WORK REQUEST:
The data beneath this task is to be duplicated exactly, in its entirety.

INPUT MATERIAL:
=====

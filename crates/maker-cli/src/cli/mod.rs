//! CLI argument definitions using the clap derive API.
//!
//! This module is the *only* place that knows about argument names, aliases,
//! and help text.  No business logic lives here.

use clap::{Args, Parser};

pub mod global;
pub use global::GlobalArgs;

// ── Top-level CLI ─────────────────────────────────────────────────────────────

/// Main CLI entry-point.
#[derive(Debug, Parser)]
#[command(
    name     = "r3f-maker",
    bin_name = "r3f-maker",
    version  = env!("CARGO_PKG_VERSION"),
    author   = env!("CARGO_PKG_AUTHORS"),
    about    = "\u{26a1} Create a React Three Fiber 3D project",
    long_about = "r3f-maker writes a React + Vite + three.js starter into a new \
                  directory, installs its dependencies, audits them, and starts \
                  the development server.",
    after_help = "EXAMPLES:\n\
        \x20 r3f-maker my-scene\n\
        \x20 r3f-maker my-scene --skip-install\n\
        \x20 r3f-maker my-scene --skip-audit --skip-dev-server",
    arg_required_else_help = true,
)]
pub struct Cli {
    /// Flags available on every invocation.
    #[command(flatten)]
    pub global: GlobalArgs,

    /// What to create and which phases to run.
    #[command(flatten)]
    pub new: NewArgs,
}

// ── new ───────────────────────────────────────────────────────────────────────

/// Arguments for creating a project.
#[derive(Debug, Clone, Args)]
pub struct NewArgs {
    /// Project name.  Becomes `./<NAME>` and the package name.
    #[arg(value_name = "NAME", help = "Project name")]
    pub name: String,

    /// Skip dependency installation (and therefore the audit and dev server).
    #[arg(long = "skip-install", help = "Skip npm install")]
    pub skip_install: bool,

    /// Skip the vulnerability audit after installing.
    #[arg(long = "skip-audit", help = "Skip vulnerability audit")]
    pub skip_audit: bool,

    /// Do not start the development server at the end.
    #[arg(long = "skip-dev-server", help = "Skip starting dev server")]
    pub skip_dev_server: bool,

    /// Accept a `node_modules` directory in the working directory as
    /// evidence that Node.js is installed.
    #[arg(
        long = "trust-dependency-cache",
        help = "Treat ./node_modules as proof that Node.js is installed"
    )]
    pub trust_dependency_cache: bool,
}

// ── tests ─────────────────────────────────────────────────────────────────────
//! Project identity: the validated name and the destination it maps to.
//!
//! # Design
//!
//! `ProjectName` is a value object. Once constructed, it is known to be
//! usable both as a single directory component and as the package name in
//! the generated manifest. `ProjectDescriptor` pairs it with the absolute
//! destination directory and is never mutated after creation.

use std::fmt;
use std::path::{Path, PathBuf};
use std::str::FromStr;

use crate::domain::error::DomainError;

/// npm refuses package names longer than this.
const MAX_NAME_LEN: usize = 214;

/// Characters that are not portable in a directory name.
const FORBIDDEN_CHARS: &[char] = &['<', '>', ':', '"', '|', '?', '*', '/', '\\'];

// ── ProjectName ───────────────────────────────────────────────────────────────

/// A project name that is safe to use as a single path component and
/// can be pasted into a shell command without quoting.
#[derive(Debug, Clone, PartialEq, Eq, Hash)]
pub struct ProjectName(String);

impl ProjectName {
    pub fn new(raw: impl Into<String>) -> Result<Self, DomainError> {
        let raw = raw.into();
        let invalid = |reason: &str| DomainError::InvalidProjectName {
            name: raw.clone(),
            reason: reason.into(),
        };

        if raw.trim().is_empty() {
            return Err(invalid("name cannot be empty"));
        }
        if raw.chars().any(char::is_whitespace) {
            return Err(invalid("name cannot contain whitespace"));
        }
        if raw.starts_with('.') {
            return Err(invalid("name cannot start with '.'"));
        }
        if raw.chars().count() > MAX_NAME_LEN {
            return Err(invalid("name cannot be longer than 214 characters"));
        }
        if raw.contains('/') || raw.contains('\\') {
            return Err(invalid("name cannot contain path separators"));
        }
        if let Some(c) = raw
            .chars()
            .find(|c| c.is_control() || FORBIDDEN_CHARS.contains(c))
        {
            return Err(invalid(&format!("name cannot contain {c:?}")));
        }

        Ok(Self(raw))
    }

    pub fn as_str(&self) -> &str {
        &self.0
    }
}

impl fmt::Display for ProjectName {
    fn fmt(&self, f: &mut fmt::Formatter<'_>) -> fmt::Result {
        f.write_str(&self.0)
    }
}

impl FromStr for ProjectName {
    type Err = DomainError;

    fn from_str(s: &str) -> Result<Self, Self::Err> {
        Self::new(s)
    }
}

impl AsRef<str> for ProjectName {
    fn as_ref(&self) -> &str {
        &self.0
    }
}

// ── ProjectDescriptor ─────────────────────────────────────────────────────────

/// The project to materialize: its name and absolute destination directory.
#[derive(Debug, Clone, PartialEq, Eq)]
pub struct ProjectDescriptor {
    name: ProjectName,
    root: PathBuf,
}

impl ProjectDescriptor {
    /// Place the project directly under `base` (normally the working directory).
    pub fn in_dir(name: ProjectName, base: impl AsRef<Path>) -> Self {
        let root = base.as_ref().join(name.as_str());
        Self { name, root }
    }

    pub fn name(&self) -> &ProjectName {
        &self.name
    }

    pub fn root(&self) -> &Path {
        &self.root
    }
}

=====

SOLVED EXERCISE:
filename crates/maker-cli/src/cli/mod.rs
//! CLI argument definitions using the clap derive API.
//!
//! This module is the *only* place that knows about argument names, aliases,
//! and help text.  No business logic lives here.

use clap::{Args, Parser};

pub mod global;
pub use global::GlobalArgs;

// ── Top-level CLI ─────────────────────────────────────────────────────────────

/// Main CLI entry-point.
#[derive(Debug, Parser)]
#[command(
    name     = "r3f-maker",
    bin_name = "r3f-maker",
    version  = env!("CARGO_PKG_VERSION"),
    author   = env!("CARGO_PKG_AUTHORS"),
    about    = "\u{26a1} Create a React Three Fiber 3D project",
    long_about = "r3f-maker writes a React + Vite + three.js starter into a new \
                  directory, installs its dependencies, audits them, and starts \
                  the development server.",
    after_help = "EXAMPLES:\n\
        \x20 r3f-maker my-scene\n\
        \x20 r3f-maker my-scene --skip-install\n\
        \x20 r3f-maker my-scene --skip-audit --skip-dev-server",
    arg_required_else_help = true,
)]
pub struct Cli {
    /// Flags available on every invocation.
    #[command(flatten)]
    pub global: GlobalArgs,

    /// What to create and which phases to run.
    #[command(flatten)]
    pub new: NewArgs,
}

// ── new ───────────────────────────────────────────────────────────────────────

/// Arguments for creating a project.
#[derive(Debug, Clone, Args)]
pub struct NewArgs {
    /// Project name.  Becomes `./<NAME>` and the package name.
    #[arg(value_name = "NAME", help = "Project name")]
    pub name: String,

    /// Skip dependency installation (and therefore the audit and dev server).
    #[arg(long = "skip-install", help = "Skip npm install")]
    pub skip_install: bool,

    /// Skip the vulnerability audit after installing.
    #[arg(long = "skip-audit", help = "Skip vulnerability audit")]
    pub skip_audit: bool,

    /// Do not start the development server at the end.
    #[arg(long = "skip-dev-server", help = "Skip starting dev server")]
    pub skip_dev_server: bool,

    /// Accept a `node_modules` directory in the working directory as
    /// evidence that Node.js is installed.
    #[arg(
        long = "trust-dependency-cache",
        help = "Treat ./node_modules as proof that Node.js is installed"
    )]
    pub trust_dependency_cache: bool,
}

// ── tests ─────────────────────────────────────────────────────────────────────
//! Project identity: the validated name and the destination it maps to.
//!
//! # Design
//!
//! `ProjectName` is a value object. Once constructed, it is known to be
//! usable both as a single directory component and as the package name in
//! the generated manifest. `ProjectDescriptor` pairs it with the absolute
//! destination directory and is never mutated after creation.

use std::fmt;
use std::path::{Path, PathBuf};
use std::str::FromStr;

use crate::domain::error::DomainError;

/// npm refuses package names longer than this.
const MAX_NAME_LEN: usize = 214;

/// Characters that are not portable in a directory name.
const FORBIDDEN_CHARS: &[char] = &['<', '>', ':', '"', '|', '?', '*', '/', '\\'];

// ── ProjectName ───────────────────────────────────────────────────────────────

/// A project name that is safe to use as a single path component and
/// can be pasted into a shell command without quoting.
#[derive(Debug, Clone, PartialEq, Eq, Hash)]
pub struct ProjectName(String);

impl ProjectName {
    pub fn new(raw: impl Into<String>) -> Result<Self, DomainError> {
        let raw = raw.into();
        let invalid = |reason: &str| DomainError::InvalidProjectName {
            name: raw.clone(),
            reason: reason.into(),
        };

        if raw.trim().is_empty() {
            return Err(invalid("name cannot be empty"));
        }
        if raw.chars().any(char::is_whitespace) {
            return Err(invalid("name cannot contain whitespace"));
        }
        if raw.starts_with('.') {
            return Err(invalid("name cannot start with '.'"));
        }
        if raw.chars().count() > MAX_NAME_LEN {
            return Err(invalid("name cannot be longer than 214 characters"));
        }
        if raw.contains('/') || raw.contains('\\') {
            return Err(invalid("name cannot contain path separators"));
        }
        if let Some(c) = raw
            .chars()
            .find(|c| c.is_control() || FORBIDDEN_CHARS.contains(c))
        {
            return Err(invalid(&format!("name cannot contain {c:?}")));
        }

        Ok(Self(raw))
    }

    pub fn as_str(&self) -> &str {
        &self.0
    }
}

impl fmt::Display for ProjectName {
    fn fmt(&self, f: &mut fmt::Formatter<'_>) -> fmt::Result {
        f.write_str(&self.0)
    }
}

impl FromStr for ProjectName {
    type Err = DomainError;

    fn from_str(s: &str) -> Result<Self, Self::Err> {
        Self::new(s)
    }
}

impl AsRef<str> for ProjectName {
    fn as_ref(&self) -> &str {
        &self.0
    }
}

// ── ProjectDescriptor ─────────────────────────────────────────────────────────

/// The project to materialize: its name and absolute destination directory.
#[derive(Debug, Clone, PartialEq, Eq)]
pub struct ProjectDescriptor {
    name: ProjectName,
    root: PathBuf,
}

impl ProjectDescriptor {
    /// Place the project directly under `base` (normally the working directory).
    pub fn in_dir(name: ProjectName, base: impl AsRef<Path>) -> Self {
        let root = base.as_ref().join(name.as_str());
        Self { name, root }
    }

    pub fn name(&self) -> &ProjectName {
        &self.name
    }

    pub fn root(&self) -> &Path {
        &self.root
    }
}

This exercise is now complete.